### Input:
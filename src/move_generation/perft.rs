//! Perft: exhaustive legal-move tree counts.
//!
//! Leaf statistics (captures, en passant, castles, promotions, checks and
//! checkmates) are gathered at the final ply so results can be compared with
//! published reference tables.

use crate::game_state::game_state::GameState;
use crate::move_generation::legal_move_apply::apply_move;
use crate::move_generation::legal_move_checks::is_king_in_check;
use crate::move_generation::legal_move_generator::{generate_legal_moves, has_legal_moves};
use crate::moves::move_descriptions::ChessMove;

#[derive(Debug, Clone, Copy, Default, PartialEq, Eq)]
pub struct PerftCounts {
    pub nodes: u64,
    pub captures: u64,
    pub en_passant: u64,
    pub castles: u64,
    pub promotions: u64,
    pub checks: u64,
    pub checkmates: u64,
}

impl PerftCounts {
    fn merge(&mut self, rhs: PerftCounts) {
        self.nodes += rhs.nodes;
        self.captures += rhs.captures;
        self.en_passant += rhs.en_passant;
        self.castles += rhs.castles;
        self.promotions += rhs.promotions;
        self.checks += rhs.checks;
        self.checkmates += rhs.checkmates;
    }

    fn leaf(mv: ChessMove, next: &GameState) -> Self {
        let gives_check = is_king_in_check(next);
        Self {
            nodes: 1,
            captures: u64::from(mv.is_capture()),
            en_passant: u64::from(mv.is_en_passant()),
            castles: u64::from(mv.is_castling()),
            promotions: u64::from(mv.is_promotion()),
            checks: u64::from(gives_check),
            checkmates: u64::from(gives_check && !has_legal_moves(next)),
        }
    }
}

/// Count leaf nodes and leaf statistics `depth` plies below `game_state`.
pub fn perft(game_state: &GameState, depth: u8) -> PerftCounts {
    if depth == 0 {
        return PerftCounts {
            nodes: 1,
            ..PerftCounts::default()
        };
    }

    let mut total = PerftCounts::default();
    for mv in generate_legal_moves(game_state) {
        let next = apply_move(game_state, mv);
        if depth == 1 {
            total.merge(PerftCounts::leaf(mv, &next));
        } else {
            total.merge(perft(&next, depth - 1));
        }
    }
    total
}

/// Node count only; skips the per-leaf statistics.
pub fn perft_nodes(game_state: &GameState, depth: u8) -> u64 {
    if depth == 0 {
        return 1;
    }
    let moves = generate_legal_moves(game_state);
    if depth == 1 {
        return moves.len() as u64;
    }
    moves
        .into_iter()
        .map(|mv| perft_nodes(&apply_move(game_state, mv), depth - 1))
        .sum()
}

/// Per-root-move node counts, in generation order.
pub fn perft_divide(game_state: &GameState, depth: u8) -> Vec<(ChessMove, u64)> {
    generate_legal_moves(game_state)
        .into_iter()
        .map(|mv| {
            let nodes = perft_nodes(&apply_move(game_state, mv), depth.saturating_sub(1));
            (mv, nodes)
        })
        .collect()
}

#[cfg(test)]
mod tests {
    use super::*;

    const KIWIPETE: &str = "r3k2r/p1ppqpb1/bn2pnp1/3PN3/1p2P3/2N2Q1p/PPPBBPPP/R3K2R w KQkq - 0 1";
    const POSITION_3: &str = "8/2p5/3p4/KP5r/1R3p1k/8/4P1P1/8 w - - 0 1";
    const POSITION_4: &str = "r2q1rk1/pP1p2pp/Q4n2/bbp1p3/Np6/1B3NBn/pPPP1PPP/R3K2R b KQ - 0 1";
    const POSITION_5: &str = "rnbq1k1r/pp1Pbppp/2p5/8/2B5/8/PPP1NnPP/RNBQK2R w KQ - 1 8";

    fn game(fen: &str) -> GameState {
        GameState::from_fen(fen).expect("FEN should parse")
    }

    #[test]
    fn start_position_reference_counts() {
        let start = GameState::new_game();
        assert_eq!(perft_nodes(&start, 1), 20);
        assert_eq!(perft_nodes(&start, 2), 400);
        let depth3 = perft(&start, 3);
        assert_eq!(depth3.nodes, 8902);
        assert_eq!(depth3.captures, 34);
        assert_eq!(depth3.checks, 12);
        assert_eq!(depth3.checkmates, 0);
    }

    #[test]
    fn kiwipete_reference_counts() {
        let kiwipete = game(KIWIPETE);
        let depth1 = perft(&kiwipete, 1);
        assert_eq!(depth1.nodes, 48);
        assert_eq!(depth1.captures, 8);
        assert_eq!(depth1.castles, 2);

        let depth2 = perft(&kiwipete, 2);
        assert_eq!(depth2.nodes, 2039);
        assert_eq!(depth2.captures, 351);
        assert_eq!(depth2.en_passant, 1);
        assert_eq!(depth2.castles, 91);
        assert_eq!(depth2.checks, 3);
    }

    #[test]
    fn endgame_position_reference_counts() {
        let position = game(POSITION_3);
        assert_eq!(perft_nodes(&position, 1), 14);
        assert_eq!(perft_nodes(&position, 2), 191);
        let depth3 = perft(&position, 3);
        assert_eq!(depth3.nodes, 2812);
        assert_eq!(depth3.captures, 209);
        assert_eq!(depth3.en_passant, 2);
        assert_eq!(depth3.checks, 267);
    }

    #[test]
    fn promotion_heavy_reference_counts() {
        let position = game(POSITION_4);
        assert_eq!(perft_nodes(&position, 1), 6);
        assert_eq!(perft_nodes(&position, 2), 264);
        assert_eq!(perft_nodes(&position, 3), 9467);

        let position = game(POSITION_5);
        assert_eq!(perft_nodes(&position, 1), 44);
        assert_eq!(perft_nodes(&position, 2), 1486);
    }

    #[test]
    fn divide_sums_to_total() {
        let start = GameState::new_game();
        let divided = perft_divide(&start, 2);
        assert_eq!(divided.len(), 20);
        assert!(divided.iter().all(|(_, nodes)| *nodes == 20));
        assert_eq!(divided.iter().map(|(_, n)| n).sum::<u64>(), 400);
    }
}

### Brief:
Which lines of the records above contain the word "checkmates"? Report each one in full.

### Final answer:
//! checkmates) are gathered at the final ply so results can be compared with
    pub checkmates: u64,
        self.checkmates += rhs.checkmates;
            checkmates: u64::from(gives_check && !has_legal_moves(next)),
        assert_eq!(depth3.checkmates, 0);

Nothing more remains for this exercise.